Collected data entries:
<<<<
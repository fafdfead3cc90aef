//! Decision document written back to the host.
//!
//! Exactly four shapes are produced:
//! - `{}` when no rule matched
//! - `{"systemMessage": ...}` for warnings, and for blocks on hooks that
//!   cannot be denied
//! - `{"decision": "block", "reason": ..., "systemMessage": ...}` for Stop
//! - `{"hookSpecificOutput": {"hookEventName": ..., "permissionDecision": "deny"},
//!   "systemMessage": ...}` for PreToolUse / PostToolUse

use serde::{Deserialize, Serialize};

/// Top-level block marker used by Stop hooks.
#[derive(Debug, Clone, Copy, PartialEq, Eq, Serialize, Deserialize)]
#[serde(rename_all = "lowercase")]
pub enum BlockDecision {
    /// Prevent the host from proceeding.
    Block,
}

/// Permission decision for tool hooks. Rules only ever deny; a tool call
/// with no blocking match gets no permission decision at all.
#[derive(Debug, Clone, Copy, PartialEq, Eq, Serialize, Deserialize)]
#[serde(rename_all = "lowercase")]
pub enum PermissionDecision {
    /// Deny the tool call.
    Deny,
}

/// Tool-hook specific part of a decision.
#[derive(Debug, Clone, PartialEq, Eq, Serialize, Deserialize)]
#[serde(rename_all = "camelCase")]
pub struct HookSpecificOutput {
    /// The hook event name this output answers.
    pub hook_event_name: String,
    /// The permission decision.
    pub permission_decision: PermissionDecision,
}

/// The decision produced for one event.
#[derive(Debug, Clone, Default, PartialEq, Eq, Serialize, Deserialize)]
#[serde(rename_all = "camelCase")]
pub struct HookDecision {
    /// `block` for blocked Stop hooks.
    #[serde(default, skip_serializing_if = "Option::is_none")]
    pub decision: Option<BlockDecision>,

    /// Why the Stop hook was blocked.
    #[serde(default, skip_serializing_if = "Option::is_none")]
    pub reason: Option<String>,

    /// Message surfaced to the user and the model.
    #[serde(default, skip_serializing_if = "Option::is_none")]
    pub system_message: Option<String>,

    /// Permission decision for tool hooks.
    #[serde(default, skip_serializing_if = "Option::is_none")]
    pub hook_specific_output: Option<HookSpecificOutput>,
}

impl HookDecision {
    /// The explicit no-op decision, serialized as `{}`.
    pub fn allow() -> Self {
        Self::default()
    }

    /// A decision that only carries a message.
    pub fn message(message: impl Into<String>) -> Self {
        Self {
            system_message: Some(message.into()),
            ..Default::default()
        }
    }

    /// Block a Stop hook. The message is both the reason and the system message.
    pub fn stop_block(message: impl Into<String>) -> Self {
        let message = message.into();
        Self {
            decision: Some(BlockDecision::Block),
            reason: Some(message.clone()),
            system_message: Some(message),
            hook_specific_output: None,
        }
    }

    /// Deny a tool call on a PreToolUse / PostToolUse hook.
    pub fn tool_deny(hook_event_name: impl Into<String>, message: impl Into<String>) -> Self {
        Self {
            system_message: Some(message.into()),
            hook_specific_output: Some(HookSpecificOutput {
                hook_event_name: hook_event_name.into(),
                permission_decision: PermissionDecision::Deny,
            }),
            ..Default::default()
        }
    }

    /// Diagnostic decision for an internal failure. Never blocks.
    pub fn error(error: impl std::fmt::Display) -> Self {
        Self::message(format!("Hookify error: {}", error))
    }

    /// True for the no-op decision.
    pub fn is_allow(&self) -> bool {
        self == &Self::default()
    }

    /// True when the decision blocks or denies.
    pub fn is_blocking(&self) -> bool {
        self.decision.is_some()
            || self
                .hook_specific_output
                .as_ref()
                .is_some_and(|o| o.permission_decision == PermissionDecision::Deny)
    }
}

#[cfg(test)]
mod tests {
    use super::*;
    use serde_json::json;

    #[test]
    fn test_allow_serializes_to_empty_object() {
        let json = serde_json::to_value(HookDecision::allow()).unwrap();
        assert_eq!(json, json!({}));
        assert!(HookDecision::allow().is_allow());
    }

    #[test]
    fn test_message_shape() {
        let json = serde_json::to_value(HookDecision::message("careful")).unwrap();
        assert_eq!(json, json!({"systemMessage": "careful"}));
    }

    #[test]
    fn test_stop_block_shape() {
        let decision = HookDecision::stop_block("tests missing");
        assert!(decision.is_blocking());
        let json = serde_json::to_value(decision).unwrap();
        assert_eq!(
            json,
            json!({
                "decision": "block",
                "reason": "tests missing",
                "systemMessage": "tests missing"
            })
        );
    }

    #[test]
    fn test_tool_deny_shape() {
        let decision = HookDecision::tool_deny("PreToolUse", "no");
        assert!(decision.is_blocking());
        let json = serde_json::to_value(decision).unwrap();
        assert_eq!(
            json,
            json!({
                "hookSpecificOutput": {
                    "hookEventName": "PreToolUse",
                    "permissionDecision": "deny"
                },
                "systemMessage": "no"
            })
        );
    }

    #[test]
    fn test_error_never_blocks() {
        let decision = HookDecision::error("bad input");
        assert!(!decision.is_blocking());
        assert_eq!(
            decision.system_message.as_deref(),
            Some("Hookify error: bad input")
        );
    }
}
>>>>
__About this exercise__
Give the number of lines in the entries that contain "struct", and add nothing.

__Response__
2